Stored data
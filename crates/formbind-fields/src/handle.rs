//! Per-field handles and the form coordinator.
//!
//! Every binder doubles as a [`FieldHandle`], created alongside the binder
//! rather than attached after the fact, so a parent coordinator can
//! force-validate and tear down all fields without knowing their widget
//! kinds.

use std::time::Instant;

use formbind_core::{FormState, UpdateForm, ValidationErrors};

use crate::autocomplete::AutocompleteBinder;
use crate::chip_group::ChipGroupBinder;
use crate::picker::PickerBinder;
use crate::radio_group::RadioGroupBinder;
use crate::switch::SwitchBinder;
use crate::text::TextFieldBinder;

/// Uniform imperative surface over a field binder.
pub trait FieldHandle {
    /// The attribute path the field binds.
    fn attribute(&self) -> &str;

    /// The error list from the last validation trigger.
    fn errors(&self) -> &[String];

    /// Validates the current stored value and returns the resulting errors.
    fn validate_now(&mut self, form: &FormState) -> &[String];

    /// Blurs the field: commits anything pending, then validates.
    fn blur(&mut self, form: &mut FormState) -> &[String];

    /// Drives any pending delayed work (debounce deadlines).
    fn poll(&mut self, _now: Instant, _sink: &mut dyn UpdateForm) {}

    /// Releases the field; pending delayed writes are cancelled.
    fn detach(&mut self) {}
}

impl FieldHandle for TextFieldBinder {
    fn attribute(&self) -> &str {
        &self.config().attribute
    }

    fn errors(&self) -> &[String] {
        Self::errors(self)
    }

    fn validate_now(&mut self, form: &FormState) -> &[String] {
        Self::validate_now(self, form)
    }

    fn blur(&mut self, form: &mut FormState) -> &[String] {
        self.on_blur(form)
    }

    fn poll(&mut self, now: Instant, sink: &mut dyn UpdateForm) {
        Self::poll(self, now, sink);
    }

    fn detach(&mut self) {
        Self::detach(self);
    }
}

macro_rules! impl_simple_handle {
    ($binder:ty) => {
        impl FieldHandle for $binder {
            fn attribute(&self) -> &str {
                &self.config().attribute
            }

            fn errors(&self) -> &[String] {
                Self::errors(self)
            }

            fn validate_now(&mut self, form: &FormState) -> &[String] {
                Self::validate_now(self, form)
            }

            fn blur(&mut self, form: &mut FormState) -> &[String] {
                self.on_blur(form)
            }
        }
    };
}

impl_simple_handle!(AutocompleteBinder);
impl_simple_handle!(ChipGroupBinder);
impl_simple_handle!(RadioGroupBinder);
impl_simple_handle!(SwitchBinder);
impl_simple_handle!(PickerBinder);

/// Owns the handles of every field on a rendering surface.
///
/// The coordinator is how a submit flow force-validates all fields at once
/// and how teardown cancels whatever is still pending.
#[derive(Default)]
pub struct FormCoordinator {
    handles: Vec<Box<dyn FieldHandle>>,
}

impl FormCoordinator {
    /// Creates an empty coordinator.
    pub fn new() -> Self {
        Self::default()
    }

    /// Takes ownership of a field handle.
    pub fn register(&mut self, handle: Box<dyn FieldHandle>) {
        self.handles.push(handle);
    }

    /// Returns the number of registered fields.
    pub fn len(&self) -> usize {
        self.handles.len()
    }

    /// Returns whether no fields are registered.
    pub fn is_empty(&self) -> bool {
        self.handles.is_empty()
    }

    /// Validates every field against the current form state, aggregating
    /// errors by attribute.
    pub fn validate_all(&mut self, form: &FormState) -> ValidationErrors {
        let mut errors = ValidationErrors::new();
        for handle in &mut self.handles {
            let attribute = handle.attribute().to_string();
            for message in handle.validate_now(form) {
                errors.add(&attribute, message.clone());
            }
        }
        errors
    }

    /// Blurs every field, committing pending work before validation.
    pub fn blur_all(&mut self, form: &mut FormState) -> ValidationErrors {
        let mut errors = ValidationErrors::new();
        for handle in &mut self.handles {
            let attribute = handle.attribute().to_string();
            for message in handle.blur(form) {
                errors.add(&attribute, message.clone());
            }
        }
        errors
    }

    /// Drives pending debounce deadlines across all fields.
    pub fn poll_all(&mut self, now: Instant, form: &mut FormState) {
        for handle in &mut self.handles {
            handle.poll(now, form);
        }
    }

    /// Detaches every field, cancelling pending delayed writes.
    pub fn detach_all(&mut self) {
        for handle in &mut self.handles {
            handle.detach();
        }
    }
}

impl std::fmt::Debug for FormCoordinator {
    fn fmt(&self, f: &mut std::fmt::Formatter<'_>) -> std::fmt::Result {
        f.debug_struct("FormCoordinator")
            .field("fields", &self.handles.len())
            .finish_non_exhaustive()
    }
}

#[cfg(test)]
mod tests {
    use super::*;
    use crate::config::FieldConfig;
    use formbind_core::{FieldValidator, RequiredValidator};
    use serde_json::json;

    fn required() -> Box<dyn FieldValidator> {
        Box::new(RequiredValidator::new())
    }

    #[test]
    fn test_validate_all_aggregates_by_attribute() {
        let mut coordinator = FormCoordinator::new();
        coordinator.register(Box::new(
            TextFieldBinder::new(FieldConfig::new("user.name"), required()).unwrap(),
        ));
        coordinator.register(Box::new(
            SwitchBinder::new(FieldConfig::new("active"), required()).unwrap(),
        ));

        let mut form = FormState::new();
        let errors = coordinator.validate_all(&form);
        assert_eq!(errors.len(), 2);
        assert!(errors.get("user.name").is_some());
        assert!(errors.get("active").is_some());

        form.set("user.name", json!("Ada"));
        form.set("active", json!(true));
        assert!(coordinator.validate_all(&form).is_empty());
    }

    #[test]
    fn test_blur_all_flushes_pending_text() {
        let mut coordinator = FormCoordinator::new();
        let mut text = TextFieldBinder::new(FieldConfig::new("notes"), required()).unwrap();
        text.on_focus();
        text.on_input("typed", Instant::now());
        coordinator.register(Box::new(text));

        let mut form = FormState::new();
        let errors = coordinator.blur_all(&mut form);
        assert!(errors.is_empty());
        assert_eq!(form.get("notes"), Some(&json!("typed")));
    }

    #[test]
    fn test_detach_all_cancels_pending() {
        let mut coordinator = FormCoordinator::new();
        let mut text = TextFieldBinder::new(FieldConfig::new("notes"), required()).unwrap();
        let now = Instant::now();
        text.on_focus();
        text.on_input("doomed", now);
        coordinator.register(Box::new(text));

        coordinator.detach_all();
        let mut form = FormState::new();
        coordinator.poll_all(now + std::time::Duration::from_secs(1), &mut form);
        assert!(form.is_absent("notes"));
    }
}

---

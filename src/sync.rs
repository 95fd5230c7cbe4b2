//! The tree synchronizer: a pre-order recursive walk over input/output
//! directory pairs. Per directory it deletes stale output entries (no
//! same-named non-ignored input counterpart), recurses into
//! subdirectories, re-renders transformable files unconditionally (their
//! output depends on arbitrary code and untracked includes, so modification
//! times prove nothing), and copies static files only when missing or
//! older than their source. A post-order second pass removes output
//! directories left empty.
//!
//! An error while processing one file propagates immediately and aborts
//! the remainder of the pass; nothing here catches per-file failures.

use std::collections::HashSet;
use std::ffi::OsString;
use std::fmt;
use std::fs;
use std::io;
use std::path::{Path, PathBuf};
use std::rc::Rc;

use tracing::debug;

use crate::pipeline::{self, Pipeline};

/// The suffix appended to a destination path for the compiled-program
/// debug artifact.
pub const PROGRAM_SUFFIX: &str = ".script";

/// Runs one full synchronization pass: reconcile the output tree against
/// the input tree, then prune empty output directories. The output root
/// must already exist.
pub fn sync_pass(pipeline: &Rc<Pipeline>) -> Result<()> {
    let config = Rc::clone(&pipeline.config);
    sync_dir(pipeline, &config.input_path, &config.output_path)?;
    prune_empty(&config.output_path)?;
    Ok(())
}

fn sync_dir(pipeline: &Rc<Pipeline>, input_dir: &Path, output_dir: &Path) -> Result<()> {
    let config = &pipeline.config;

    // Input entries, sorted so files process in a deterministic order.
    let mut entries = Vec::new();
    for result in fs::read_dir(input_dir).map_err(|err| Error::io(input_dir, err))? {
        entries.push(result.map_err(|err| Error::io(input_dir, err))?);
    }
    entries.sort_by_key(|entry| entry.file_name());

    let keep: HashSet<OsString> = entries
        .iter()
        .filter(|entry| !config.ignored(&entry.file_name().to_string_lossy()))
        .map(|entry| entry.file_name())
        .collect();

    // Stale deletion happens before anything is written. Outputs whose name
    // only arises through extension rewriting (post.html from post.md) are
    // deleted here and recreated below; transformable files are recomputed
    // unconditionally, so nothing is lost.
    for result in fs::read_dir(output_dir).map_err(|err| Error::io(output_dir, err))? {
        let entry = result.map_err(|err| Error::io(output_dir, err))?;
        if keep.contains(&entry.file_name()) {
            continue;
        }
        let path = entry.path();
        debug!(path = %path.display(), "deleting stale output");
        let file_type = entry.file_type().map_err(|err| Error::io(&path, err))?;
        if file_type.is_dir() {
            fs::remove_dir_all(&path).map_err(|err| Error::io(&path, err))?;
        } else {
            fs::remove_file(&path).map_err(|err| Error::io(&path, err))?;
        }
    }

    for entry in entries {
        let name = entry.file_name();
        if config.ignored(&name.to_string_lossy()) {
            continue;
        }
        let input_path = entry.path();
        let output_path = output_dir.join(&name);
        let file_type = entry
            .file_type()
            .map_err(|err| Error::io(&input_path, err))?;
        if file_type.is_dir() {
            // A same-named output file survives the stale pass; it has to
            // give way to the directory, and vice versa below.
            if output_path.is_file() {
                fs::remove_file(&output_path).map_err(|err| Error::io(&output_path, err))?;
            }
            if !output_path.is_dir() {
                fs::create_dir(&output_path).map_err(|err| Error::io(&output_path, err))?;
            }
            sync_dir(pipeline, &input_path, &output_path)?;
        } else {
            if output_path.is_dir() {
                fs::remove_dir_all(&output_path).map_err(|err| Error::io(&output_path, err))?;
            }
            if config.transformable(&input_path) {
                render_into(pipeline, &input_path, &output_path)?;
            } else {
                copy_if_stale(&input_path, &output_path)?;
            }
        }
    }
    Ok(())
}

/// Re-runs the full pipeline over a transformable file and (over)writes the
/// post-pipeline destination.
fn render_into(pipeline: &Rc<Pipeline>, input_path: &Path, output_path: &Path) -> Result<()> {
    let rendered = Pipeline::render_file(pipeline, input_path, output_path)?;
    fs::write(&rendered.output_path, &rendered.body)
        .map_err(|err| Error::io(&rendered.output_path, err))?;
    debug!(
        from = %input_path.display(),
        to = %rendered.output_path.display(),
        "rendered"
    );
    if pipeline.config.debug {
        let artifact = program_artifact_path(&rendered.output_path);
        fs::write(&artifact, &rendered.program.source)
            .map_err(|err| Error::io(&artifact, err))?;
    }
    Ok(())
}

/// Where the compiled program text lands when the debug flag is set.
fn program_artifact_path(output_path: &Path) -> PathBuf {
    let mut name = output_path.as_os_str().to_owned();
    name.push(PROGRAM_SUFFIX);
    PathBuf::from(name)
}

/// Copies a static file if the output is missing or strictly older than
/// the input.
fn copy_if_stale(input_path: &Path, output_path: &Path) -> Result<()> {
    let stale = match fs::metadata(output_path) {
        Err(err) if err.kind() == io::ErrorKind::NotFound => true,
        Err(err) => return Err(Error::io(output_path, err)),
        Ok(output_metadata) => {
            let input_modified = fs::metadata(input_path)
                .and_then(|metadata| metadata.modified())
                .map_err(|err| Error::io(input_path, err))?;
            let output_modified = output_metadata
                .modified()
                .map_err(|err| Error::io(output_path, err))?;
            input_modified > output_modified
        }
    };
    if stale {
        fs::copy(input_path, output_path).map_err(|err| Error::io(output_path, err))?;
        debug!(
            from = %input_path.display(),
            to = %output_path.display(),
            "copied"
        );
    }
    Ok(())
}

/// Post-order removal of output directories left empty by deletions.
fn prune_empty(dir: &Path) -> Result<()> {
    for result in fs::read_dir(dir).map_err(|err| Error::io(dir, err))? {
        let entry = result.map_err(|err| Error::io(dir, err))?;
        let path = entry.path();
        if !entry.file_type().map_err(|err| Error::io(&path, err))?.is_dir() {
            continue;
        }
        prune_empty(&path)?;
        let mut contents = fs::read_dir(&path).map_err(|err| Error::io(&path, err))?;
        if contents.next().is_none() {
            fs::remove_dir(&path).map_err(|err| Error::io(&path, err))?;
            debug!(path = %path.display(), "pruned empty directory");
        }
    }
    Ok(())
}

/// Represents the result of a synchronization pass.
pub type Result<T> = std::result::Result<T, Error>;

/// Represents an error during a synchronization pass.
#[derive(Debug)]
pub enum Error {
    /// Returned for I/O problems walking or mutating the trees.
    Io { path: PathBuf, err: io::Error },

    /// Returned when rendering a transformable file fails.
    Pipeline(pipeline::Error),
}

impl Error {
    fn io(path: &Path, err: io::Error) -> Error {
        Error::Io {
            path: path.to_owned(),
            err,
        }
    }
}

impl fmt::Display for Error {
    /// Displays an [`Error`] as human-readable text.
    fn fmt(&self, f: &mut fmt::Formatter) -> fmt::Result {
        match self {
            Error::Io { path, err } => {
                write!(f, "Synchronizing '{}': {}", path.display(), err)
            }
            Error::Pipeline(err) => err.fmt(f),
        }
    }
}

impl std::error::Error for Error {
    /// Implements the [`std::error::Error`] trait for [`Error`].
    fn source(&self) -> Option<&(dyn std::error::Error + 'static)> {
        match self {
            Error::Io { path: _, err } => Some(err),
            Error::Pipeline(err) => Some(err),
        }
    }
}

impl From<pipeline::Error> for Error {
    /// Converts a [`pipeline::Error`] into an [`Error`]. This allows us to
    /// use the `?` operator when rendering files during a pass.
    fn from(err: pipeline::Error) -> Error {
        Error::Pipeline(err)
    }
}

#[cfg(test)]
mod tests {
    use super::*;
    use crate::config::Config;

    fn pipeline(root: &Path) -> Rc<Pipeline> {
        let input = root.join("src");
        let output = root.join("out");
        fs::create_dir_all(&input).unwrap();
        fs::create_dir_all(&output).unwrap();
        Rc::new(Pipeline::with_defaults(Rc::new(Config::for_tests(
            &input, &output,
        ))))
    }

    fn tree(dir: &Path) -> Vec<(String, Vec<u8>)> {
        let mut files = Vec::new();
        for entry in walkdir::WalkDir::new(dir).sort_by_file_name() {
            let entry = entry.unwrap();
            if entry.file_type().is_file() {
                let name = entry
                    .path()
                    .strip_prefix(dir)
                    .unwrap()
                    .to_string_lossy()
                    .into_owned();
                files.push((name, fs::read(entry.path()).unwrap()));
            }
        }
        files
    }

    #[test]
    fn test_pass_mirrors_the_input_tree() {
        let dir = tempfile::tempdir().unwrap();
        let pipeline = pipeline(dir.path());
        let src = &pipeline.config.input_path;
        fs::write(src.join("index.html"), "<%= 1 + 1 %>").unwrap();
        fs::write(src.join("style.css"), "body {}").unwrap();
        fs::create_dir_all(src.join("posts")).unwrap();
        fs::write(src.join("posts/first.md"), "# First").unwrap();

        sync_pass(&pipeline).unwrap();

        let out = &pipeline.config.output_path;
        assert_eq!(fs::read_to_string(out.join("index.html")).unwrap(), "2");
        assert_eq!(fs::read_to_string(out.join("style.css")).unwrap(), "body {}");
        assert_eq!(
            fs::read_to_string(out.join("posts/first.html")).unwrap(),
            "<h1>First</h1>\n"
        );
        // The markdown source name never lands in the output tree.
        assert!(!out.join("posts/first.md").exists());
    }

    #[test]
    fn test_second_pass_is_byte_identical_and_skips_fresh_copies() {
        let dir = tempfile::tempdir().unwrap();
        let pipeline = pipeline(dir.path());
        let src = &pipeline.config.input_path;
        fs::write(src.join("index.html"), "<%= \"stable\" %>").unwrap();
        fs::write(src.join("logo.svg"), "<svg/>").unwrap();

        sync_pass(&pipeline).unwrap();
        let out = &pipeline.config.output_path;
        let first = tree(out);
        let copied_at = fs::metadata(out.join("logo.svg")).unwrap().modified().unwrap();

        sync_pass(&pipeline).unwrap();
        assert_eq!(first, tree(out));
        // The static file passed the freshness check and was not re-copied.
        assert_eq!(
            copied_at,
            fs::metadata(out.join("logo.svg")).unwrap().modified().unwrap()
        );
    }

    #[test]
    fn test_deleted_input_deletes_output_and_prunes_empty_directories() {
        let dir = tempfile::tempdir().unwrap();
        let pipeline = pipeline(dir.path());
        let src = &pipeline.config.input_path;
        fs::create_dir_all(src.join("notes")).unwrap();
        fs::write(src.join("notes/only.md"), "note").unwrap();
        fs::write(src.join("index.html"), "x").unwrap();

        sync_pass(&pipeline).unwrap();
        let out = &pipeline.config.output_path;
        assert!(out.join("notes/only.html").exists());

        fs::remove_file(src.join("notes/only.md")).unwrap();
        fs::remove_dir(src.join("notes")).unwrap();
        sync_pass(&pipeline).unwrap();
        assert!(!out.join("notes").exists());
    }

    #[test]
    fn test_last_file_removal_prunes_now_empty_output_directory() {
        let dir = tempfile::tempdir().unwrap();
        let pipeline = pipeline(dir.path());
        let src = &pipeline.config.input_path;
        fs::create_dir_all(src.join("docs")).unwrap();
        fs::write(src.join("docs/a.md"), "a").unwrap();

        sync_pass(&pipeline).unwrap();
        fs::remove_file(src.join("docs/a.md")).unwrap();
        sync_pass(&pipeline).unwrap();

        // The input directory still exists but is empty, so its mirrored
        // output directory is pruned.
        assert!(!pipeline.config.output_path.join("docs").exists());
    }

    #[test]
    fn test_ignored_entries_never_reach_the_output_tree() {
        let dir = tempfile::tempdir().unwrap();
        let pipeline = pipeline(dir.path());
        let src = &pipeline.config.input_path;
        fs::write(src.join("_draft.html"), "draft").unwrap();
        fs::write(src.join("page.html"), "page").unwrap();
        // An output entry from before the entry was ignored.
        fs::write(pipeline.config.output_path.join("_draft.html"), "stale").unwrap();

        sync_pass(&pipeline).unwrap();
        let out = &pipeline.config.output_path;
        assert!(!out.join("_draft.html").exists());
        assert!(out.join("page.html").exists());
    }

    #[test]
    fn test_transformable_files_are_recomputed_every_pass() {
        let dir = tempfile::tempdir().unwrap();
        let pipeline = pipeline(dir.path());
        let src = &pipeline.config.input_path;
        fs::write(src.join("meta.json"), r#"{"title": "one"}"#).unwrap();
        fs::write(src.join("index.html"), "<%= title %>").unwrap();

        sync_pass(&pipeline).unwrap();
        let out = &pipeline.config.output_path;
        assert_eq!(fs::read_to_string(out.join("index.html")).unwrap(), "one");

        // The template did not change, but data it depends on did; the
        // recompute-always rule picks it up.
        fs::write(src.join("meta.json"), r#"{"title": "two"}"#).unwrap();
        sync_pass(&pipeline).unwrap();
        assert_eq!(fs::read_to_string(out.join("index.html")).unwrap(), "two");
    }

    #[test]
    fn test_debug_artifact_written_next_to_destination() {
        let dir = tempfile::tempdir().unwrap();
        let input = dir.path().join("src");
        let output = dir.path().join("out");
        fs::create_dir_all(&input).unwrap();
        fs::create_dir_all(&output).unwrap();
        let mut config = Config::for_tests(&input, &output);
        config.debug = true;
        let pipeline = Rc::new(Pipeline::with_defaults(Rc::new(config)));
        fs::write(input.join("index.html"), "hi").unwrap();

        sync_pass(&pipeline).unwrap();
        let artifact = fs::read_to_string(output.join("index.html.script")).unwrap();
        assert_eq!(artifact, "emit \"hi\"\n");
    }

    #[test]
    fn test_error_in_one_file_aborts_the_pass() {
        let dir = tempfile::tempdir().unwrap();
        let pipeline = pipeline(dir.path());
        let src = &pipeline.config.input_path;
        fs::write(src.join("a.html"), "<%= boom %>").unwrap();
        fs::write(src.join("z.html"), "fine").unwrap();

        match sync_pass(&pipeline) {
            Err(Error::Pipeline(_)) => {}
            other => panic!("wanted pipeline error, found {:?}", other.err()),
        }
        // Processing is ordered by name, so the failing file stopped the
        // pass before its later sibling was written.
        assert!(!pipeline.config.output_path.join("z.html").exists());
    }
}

What to work on >>
If a line above holds the string "UpdateForm", count it; give the final total as the only output.

Reply >>
3